Meine Bilder entstehen aus Klecksen. Kaffee, Tee oder Blut landen auf einem Blatt Papier und mit viel Geduld und Hingabe erwecke ich sie zu Leben.

Einige Bilder und Geschichten dazu kannst du hier bestaunen.

Die Bilder gibt es auch als Postkarten – auf meinen Konzerten kannst du sie direkt kaufen oder über eine Nachricht an mich bestellen. (info@evamaeurer.de)

Viel Freude mit den Bildern und Geschichten!

Wie Angst und Ekel die Erde beherrschten

(gekleckst mit Tee, Figuren zu Leben erweckt mit Fineliner)

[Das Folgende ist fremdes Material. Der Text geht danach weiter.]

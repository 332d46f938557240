use std::time::Duration;

use criterion::{criterion_group, criterion_main, BenchmarkId, Criterion};
use rand::rngs::StdRng;
use rand::{Rng, SeedableRng};
use single_analytics::svd::{svd, SvdParams};
use single_analytics::svm::{Svc, SvcParams};
use single_analytics::{Matrix, SparseMatrix, SparseVector, Vector};

/// Two Gaussian blobs around `+1` and `-1` on every feature, sparsified at `density`.
fn create_blobs(dim: usize, n: usize, density: f64, seed: u64) -> (SparseMatrix, Vector) {
    let mut rng = StdRng::seed_from_u64(seed);
    let mut x = SparseMatrix::with_rows(dim);
    let mut y = Vec::with_capacity(n);
    for col in 0..n {
        let label = if col % 2 == 0 { 1.0 } else { -1.0 };
        let pairs: Vec<(usize, f64)> = (0..dim)
            .filter(|_| rng.random::<f64>() < density)
            .map(|row| (row, label + 0.5 * (rng.random::<f64>() - 0.5)))
            .collect();
        x.push(SparseVector::new(pairs, Some(dim)).unwrap()).unwrap();
        y.push(label);
    }
    (x, Vector::from_vec(y))
}

pub fn bench_pegasos(c: &mut Criterion) {
    let _ = env_logger::try_init();
    let mut group = c.benchmark_group("Pegasos_Fit");
    group.measurement_time(Duration::from_secs(10));
    group.sample_size(10);

    for &(dim, n) in [(100, 1000), (1000, 5000)].iter() {
        let (x, y) = create_blobs(dim, n, 0.1, 42);
        for &batch_size in [1, 100, n].iter() {
            let params = SvcParams::default()
                .with_batch_size(batch_size)
                .with_max_iterations(200)
                .with_max_time(f64::INFINITY)
                .with_min_diff(0.0);
            group.bench_with_input(
                BenchmarkId::new(format!("batch_{batch_size}"), format!("{dim}x{n}")),
                &params,
                |b, params| {
                    b.iter(|| {
                        let mut svc = Svc::new(*params).unwrap();
                        svc.fit((&x).into(), &y).unwrap();
                        svc
                    });
                },
            );
        }
    }
    group.finish();
}

pub fn bench_truncated_svd(c: &mut Criterion) {
    let mut group = c.benchmark_group("Truncated_SVD");
    group.measurement_time(Duration::from_secs(10));
    group.sample_size(10);

    for &(rows, cols) in [(200, 100), (1000, 500)].iter() {
        let mut rng = StdRng::seed_from_u64(7);
        let dense = Matrix::randn(rows, cols, &mut rng);
        let (sparse, _) = create_blobs(rows, cols, 0.05, 7);
        let params = SvdParams::default();
        for &k in [5, 20].iter() {
            let label = format!("{rows}x{cols}_k{k}");
            group.bench_with_input(BenchmarkId::new("dense", &label), &k, |b, &k| {
                b.iter(|| svd(&dense, k, &params).unwrap());
            });
            group.bench_with_input(BenchmarkId::new("sparse", &label), &k, |b, &k| {
                b.iter(|| svd(&sparse, k, &params).unwrap());
            });
        }
    }
    group.finish();
}

criterion_group!(learning_benches, bench_pegasos, bench_truncated_svd);
criterion_main!(learning_benches);
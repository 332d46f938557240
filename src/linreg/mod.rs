//! # Linear regression
//!
//! [`RidgeReg`] solves the regularized normal equations in one shot; [`RecLinReg`]
//! maintains the least-squares solution online with recursive updates.

mod recursive;

pub use recursive::{RecLinReg, RecLinRegParams};

use anyhow::bail;
use log::debug;
use serde::{Deserialize, Serialize};

use crate::dataset::{FeatureMatrix, FeatureVector};
use crate::dense::Vector;
use crate::error::{check_dim, LinalgError};
use crate::solver::solve;
use crate::utils::validated_serde;

#[derive(Debug, Clone, Copy, PartialEq, Default, Serialize, Deserialize)]
#[serde(remote = "Self")]
pub struct RidgeRegParams {
    /// Weight of the `|w|^2` penalty.
    #[serde(with = "crate::utils::float")]
    pub gamma: f64,
}

validated_serde!(RidgeRegParams);

impl RidgeRegParams {
    pub fn with_gamma(mut self, gamma: f64) -> Self {
        self.gamma = gamma;
        self
    }

    fn validate(&self) -> anyhow::Result<()> {
        if !(self.gamma >= 0.0) {
            bail!(LinalgError::InvalidConfiguration(format!(
                "gamma must be non-negative, got {}",
                self.gamma
            )));
        }
        Ok(())
    }
}

/// Ridge regression minimizing `|X^T w - y|^2 + gamma |w|^2`.
#[derive(Debug, Clone, PartialEq, Default, Serialize, Deserialize)]
pub struct RidgeReg {
    params: RidgeRegParams,
    weights: Option<Vector>,
}

impl RidgeReg {
    pub fn new(params: RidgeRegParams) -> anyhow::Result<Self> {
        params.validate()?;
        Ok(Self {
            params,
            weights: None,
        })
    }

    pub fn params(&self) -> &RidgeRegParams {
        &self.params
    }

    pub fn set_params(&mut self, params: RidgeRegParams) -> anyhow::Result<&mut Self> {
        params.validate()?;
        self.params = params;
        Ok(self)
    }

    /// Solves `(X X^T + gamma I) w = X y`.
    pub fn fit(&mut self, x: FeatureMatrix<'_>, y: &Vector) -> anyhow::Result<&mut Self> {
        check_dim("ridge regression targets", x.n_examples(), y.len())?;
        let mut lhs = x.weighted_gram(None);
        for i in 0..lhs.rows() {
            lhs.as_array_mut()[[i, i]] += self.params.gamma;
        }
        let rhs = x.combine_columns(y.as_slice());
        let weights = solve(&lhs, &rhs)?;
        debug!(
            "ridge regression: fitted {} weights on {} examples",
            weights.len(),
            y.len()
        );
        self.weights = Some(weights);
        Ok(self)
    }

    pub fn weights(&self) -> anyhow::Result<&Vector> {
        self.weights
            .as_ref()
            .ok_or_else(|| LinalgError::NotFitted("RidgeReg").into())
    }

    pub fn predict(&self, x: FeatureVector<'_>) -> anyhow::Result<f64> {
        let w = self.weights()?;
        x.check_dim("ridge regression predict", w.len())?;
        Ok(x.dot(w.as_slice()))
    }

    pub fn predict_matrix(&self, x: FeatureMatrix<'_>) -> anyhow::Result<Vector> {
        let w = self.weights()?;
        x.map_columns(|col| {
            col.check_dim("ridge regression predict", w.len())?;
            Ok(col.dot(w.as_slice()))
        })
    }
}
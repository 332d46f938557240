// Based on https://medium.com/@gshriya195/top-5-distance-similarity-measures-implementation-in-machine-learning-1f68b9ecb0a3
use rayon::prelude::*;

use crate::dataset::{FeatureMatrix, FeatureVector};
use crate::utils::sort_permutation;

pub trait SimilarityMeasure: Sync {
    fn calculate(&self, a: &FeatureVector<'_>, b: &FeatureVector<'_>) -> f64;
}

pub struct CosineSimilarity;

impl SimilarityMeasure for CosineSimilarity {
    fn calculate(&self, a: &FeatureVector<'_>, b: &FeatureVector<'_>) -> f64 {
        let norm_product = a.norm() * b.norm();
        if norm_product > f64::EPSILON {
            a.inner(b) / norm_product
        } else {
            0.0
        }
    }
}

pub struct EuclideanSimilarity {
    gamma: f64, // Parameter for distance to similarity conversion
}

impl EuclideanSimilarity {
    pub fn new(gamma: f64) -> Self {
        Self { gamma }
    }
}

impl Default for EuclideanSimilarity {
    fn default() -> Self {
        Self { gamma: 1.0 }
    }
}

impl SimilarityMeasure for EuclideanSimilarity {
    fn calculate(&self, a: &FeatureVector<'_>, b: &FeatureVector<'_>) -> f64 {
        (-self.gamma * a.squared_distance(b).sqrt()).exp()
    }
}

/// Similarity of `query` to every column of `x`, in column order.
pub fn similarities<S: SimilarityMeasure>(
    measure: &S,
    query: &FeatureVector<'_>,
    x: FeatureMatrix<'_>,
) -> Vec<f64> {
    (0..x.n_examples())
        .into_par_iter()
        .map(|c| measure.calculate(query, &x.column_unchecked(c)))
        .collect()
}

/// Column indices of `x` ordered from most to least similar to `query`.
/// Equal similarities keep column order.
pub fn rank_by_similarity<S: SimilarityMeasure>(
    measure: &S,
    query: &FeatureVector<'_>,
    x: FeatureMatrix<'_>,
) -> Vec<usize> {
    sort_permutation(&similarities(measure, query, x), false)
}

/// Squared Euclidean distance between every pair of columns of `x`.
///
/// Rows are filled in parallel; each entry is computed by one task, so the result does
/// not depend on the number of threads.
pub fn pairwise_squared_distances(x: FeatureMatrix<'_>) -> Vec<Vec<f64>> {
    let n = x.n_examples();
    (0..n)
        .into_par_iter()
        .map(|i| {
            let a = x.column_unchecked(i);
            (0..n)
                .map(|j| a.squared_distance(&x.column_unchecked(j)))
                .collect()
        })
        .collect()
}
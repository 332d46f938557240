use anyhow::bail;
use serde::{Deserialize, Serialize};

use crate::dataset::{FeatureMatrix, FeatureVector};
use crate::dense::Vector;
use crate::error::{check_dim, LinalgError};

#[derive(Debug, Clone, Copy, PartialEq, Serialize, Deserialize)]
pub struct PerceptronParams {
    pub dim: usize,
    pub use_bias: bool,
}

impl PerceptronParams {
    pub fn new(dim: usize) -> Self {
        Self {
            dim,
            use_bias: false,
        }
    }

    pub fn with_bias(mut self, use_bias: bool) -> Self {
        self.use_bias = use_bias;
        self
    }
}

/// Classic mistake-driven perceptron with outputs in `{0, 1}`.
#[derive(Debug, Clone, PartialEq, Serialize, Deserialize)]
pub struct Perceptron {
    params: PerceptronParams,
    weights: Vector,
    #[serde(with = "crate::utils::float")]
    bias: f64,
}

impl Perceptron {
    pub fn new(params: PerceptronParams) -> Self {
        Self {
            weights: Vector::zeros(params.dim),
            bias: 0.0,
            params,
        }
    }

    pub fn params(&self) -> &PerceptronParams {
        &self.params
    }

    pub fn weights(&self) -> &Vector {
        &self.weights
    }

    pub fn bias(&self) -> f64 {
        self.bias
    }

    /// Learns from one example; `y > 0` marks the positive class. Weights only move when
    /// the current prediction is wrong.
    pub fn update(&mut self, x: FeatureVector<'_>, y: f64) -> anyhow::Result<&mut Self> {
        if y.is_nan() {
            bail!(LinalgError::InvalidArgument("label is NaN".to_string()));
        }
        let target = if y > 0.0 { 1 } else { 0 };
        if self.predict(x)? != target {
            let direction = if target == 1 { 1.0 } else { -1.0 };
            x.add_scaled_to(self.weights.as_mut_slice(), direction);
            if self.params.use_bias {
                self.bias += direction;
            }
        }
        Ok(self)
    }

    pub fn fit(&mut self, x: FeatureMatrix<'_>, y: &Vector) -> anyhow::Result<&mut Self> {
        check_dim("perceptron targets", x.n_examples(), y.len())?;
        for col in x.columns() {
            col.check_dim("perceptron fit", self.params.dim)?;
        }
        for (col, &label) in x.columns().zip(y.iter()) {
            self.update(col, label)?;
        }
        Ok(self)
    }

    /// `1` when `w . x + b > 0`, otherwise `0`.
    pub fn predict(&self, x: FeatureVector<'_>) -> anyhow::Result<u8> {
        x.check_dim("perceptron predict", self.params.dim)?;
        Ok(u8::from(x.dot(self.weights.as_slice()) + self.bias > 0.0))
    }

    pub fn predict_matrix(&self, x: FeatureMatrix<'_>) -> anyhow::Result<Vector> {
        x.map_columns(|col| Ok(f64::from(self.predict(col)?)))
    }
}

#[cfg(test)]
mod tests {
    use super::*;
    use crate::dense::Matrix;
    use crate::utils::Persist;
    use std::io::BufReader;

    #[test]
    fn test_learns_separable_data() {
        let x = Matrix::from_rows(&[
            vec![2.0, 1.0, -1.0, -2.0, 3.0, -0.5],
            vec![1.0, 2.0, -2.0, -1.0, 0.5, -3.0],
        ])
        .unwrap();
        let y = Vector::from_vec(vec![1.0, 1.0, -1.0, -1.0, 1.0, -1.0]);
        let mut perceptron = Perceptron::new(PerceptronParams::new(2).with_bias(true));
        for _ in 0..10 {
            perceptron.fit((&x).into(), &y).unwrap();
        }
        let predictions = perceptron.predict_matrix((&x).into()).unwrap();
        assert_eq!(predictions.as_slice(), &[1.0, 1.0, 0.0, 0.0, 1.0, 0.0]);
    }

    #[test]
    fn test_update_only_on_mistakes() {
        let mut perceptron = Perceptron::new(PerceptronParams::new(2));
        let x = Vector::from_vec(vec![1.0, 0.0]);
        perceptron.update((&x).into(), 1.0).unwrap();
        assert_eq!(perceptron.weights().as_slice(), &[1.0, 0.0]);
        perceptron.update((&x).into(), 1.0).unwrap();
        assert_eq!(perceptron.weights().as_slice(), &[1.0, 0.0]);

        let sparse = x.sparse();
        perceptron.update((&sparse).into(), 0.0).unwrap();
        assert_eq!(perceptron.weights().as_slice(), &[0.0, 0.0]);
        assert_eq!(perceptron.bias(), 0.0);
    }

    #[test]
    fn test_rejects_wrong_dimension() {
        let mut perceptron = Perceptron::new(PerceptronParams::new(2));
        assert!(perceptron.update((&Vector::ones(3)).into(), 1.0).is_err());
        let x = Matrix::ones(3, 2);
        assert!(perceptron.fit((&x).into(), &Vector::ones(2)).is_err());
        assert_eq!(perceptron.weights().as_slice(), &[0.0, 0.0]);
    }

    #[test]
    fn test_save_load() {
        let mut perceptron = Perceptron::new(PerceptronParams::new(2).with_bias(true));
        perceptron
            .update((&Vector::from_vec(vec![0.5, -1.0])).into(), 1.0)
            .unwrap();
        let mut buffer = Vec::new();
        perceptron.save(&mut buffer).unwrap();
        let loaded = Perceptron::load(BufReader::new(buffer.as_slice())).unwrap();
        assert_eq!(loaded, perceptron);
    }
}
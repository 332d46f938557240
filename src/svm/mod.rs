//! # Linear support vector models
//!
//! [`Svc`] and [`Svr`] share one PEGASOS trainer: stochastic sub-gradient descent on the
//! primal objective `lambda/2 |w|^2 + 1/n sum loss(y_i, w . x_i)` with `lambda = 1/(c n)`,
//! step size `1/(lambda t)` and projection onto the ball of radius `1/sqrt(lambda)`.
//! Neither model has a bias term.

mod svc;
mod svr;

pub use svc::{Svc, SvcParams};
pub use svr::{Svr, SvrParams};

use std::time::Instant;

use anyhow::bail;
use log::{debug, trace, warn};
use rand::Rng;

use crate::dataset::FeatureMatrix;
use crate::dense::Vector;
use crate::error::{check_dim, LinalgError};
use crate::utils::seeded_rng;

/// Loss whose sub-gradient drives the weight update.
#[derive(Debug, Clone, Copy)]
pub(crate) enum Loss {
    /// Hinge loss, positive examples weighted by `j`.
    Hinge { j: f64 },
    /// Epsilon-insensitive absolute loss.
    EpsilonInsensitive { eps: f64 },
}

impl Loss {
    /// Coefficient of `x` in the negative sub-gradient of the loss, zero when the example
    /// is not a violator.
    fn coefficient(&self, target: f64, score: f64) -> f64 {
        match *self {
            Loss::Hinge { j } => {
                if target * score < 1.0 {
                    if target > 0.0 {
                        j * target
                    } else {
                        target
                    }
                } else {
                    0.0
                }
            }
            Loss::EpsilonInsensitive { eps } => {
                let residual = target - score;
                if residual.abs() > eps {
                    residual.signum()
                } else {
                    0.0
                }
            }
        }
    }
}

/// Budget and step settings common to both models.
#[derive(Debug, Clone, Copy)]
pub(crate) struct Schedule {
    pub c: f64,
    pub batch_size: usize,
    pub max_iterations: usize,
    pub max_time: f64,
    pub min_diff: f64,
    pub seed: u64,
}

impl Schedule {
    pub(crate) fn validate(&self) -> anyhow::Result<()> {
        if !(self.c > 0.0) {
            bail!(LinalgError::InvalidConfiguration(format!(
                "c must be positive, got {}",
                self.c
            )));
        }
        if self.batch_size == 0 {
            bail!(LinalgError::InvalidConfiguration(
                "batch_size must be positive".to_string()
            ));
        }
        if self.max_iterations == 0 {
            bail!(LinalgError::InvalidConfiguration(
                "max_iterations must be positive".to_string()
            ));
        }
        if !(self.max_time > 0.0) {
            bail!(LinalgError::InvalidConfiguration(format!(
                "max_time must be positive, got {}",
                self.max_time
            )));
        }
        if !(self.min_diff >= 0.0) {
            bail!(LinalgError::InvalidConfiguration(format!(
                "min_diff must be non-negative, got {}",
                self.min_diff
            )));
        }
        Ok(())
    }
}

#[derive(Debug)]
pub(crate) struct Trained {
    pub weights: Vector,
    pub iterations: usize,
}

/// Runs PEGASOS until `max_iterations`, `max_time` or `min_diff` stops it, whichever
/// comes first. Validation happens before any work, so a failing call has no effect.
pub(crate) fn pegasos(
    x: FeatureMatrix<'_>,
    y: &Vector,
    loss: Loss,
    schedule: &Schedule,
) -> anyhow::Result<Trained> {
    schedule.validate()?;
    let n = x.n_examples();
    check_dim("fit targets", n, y.len())?;
    if n == 0 {
        bail!(LinalgError::InvalidArgument(
            "cannot fit on an empty training set".to_string()
        ));
    }
    if y.iter().any(|v| !v.is_finite()) {
        bail!(LinalgError::InvalidArgument(
            "targets must be finite".to_string()
        ));
    }

    let dim = x.dim();
    let lambda = 1.0 / (schedule.c * n as f64);
    let radius = 1.0 / lambda.sqrt();
    let full_batch = schedule.batch_size >= n;
    let batch_len = schedule.batch_size.min(n);
    let mut rng = seeded_rng(schedule.seed);
    let start = Instant::now();

    let mut w = vec![0.0; dim];
    let mut next = vec![0.0; dim];
    let mut iterations = 0;

    for t in 1..=schedule.max_iterations {
        if start.elapsed().as_secs_f64() > schedule.max_time {
            warn!(
                "pegasos: time budget of {}s exhausted after {} iterations",
                schedule.max_time, iterations
            );
            break;
        }
        let eta = 1.0 / (lambda * t as f64);

        next.iter_mut().for_each(|v| *v = 0.0);
        for b in 0..batch_len {
            let i = if full_batch {
                b
            } else {
                rng.random_range(0..n)
            };
            let xi = x.column_unchecked(i);
            let coef = loss.coefficient(y[i], xi.dot(&w));
            if coef != 0.0 {
                xi.add_scaled_to(&mut next, coef);
            }
        }

        let decay = 1.0 - eta * lambda;
        let step = eta / batch_len as f64;
        for (n_k, w_k) in next.iter_mut().zip(&w) {
            *n_k = decay * w_k + step * *n_k;
        }
        let norm = next.iter().map(|v| v * v).sum::<f64>().sqrt();
        if norm > radius {
            let scale = radius / norm;
            next.iter_mut().for_each(|v| *v *= scale);
        }

        let diff = next
            .iter()
            .zip(&w)
            .map(|(a, b)| (a - b) * (a - b))
            .sum::<f64>()
            .sqrt();
        std::mem::swap(&mut w, &mut next);
        iterations = t;
        trace!("pegasos: iteration {t}, weight change {diff}");
        if diff < schedule.min_diff {
            debug!("pegasos: converged after {t} iterations (change {diff})");
            break;
        }
    }
    if iterations == schedule.max_iterations {
        debug!("pegasos: reached max_iterations ({iterations})");
    }

    Ok(Trained {
        weights: Vector::from_vec(w),
        iterations,
    })
}

#[cfg(test)]
mod tests {
    use super::*;

    #[test]
    fn test_loss_coefficients() {
        let hinge = Loss::Hinge { j: 2.0 };
        assert_eq!(hinge.coefficient(1.0, 0.5), 2.0);
        assert_eq!(hinge.coefficient(-1.0, 0.5), -1.0);
        assert_eq!(hinge.coefficient(1.0, 1.5), 0.0);

        let eps = Loss::EpsilonInsensitive { eps: 0.1 };
        assert_eq!(eps.coefficient(1.0, 0.5), 1.0);
        assert_eq!(eps.coefficient(0.0, 0.5), -1.0);
        assert_eq!(eps.coefficient(0.55, 0.5), 0.0);
    }

    #[test]
    fn test_schedule_validation() {
        let ok = Schedule {
            c: 1.0,
            batch_size: 10,
            max_iterations: 10,
            max_time: 1.0,
            min_diff: 0.0,
            seed: 0,
        };
        assert!(ok.validate().is_ok());
        assert!(Schedule { c: 0.0, ..ok }.validate().is_err());
        assert!(Schedule { batch_size: 0, ..ok }.validate().is_err());
        assert!(Schedule { max_time: f64::NAN, ..ok }.validate().is_err());
    }
}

Wie Angst und Ekel die Erde beherrschten

Ein Märchen erzählt von Eva Mäurer

Es war einmal, vor gar nicht allzu langer Zeit, in einem wunderbaren Land. Dieses war voll saftiger Wiesen, schattiger Wälder und duftendem Leben. Die Pflanzen und Tiere lebten in gegenseitiger Achtung miteinander. Sie schätzten und respektierten sich. Auch Zauberwesen gab es, ja! Denn alles, woran du glaubst, kann existieren. Die Menschen der Gegend genossen die Verbundenheit mit ihrer Umwelt, den Tieren, den Pflanzen, den Elementen und den Zauberwesen. Sie hörten einander gern zu. Es gab viele Geschichtenerzähler, Liedermacher, man las Bücher und schrieb sie. Zudem beging man liebend gern rauschende Feste, um die Freude am Leben zu feiern. Tauchten Probleme oder Sorgen auf, so gab es ein Wundermittel: besonnen zu lauschen. Oft wurden die Sorgen schon im Erzählen oder sich selbst zuhören kleiner und kleiner. Oder man lauschte der Umwelt, den Mitmenschen oder anderen Daseiensformen. Und man vertraute darauf, selbst Gehör zu bekommen, wenn es nötig war.

Ein jeder hatte seinen Platz und sein Recht zu leben.

Dieses Land brauchte keinen König und keine Regierung. Der gegenseitige Respekt wies den Weg. Suchte man Rat, fand man diesen bei den Weisen. Es gab weise Frauen und Männer, weise Kühe, weise Steine, weise Nahrung und weises Feuer. Die Erfahrung machte weise. Und so konnte jeder, jede oder jedes zum Weisen werden.

Eines Tages verlief sich ein Löwe mit langem, zotteligem Fell und spitzen Krallen in der Savanne und landete in diesem Land. Jedem, dem er begegnete, streckte er die Zunge heraus. Die Menschen fühlten etwas bisher Unbekanntes, wenn sie ihn sahen. Ja, es begann schon, wenn sie ihn hörten oder nur andere rufen hörten: „Hilfe! Passt auf! Da ist er!“ Sie gaben ihm einen Namen. Man nannte ihn: Angst.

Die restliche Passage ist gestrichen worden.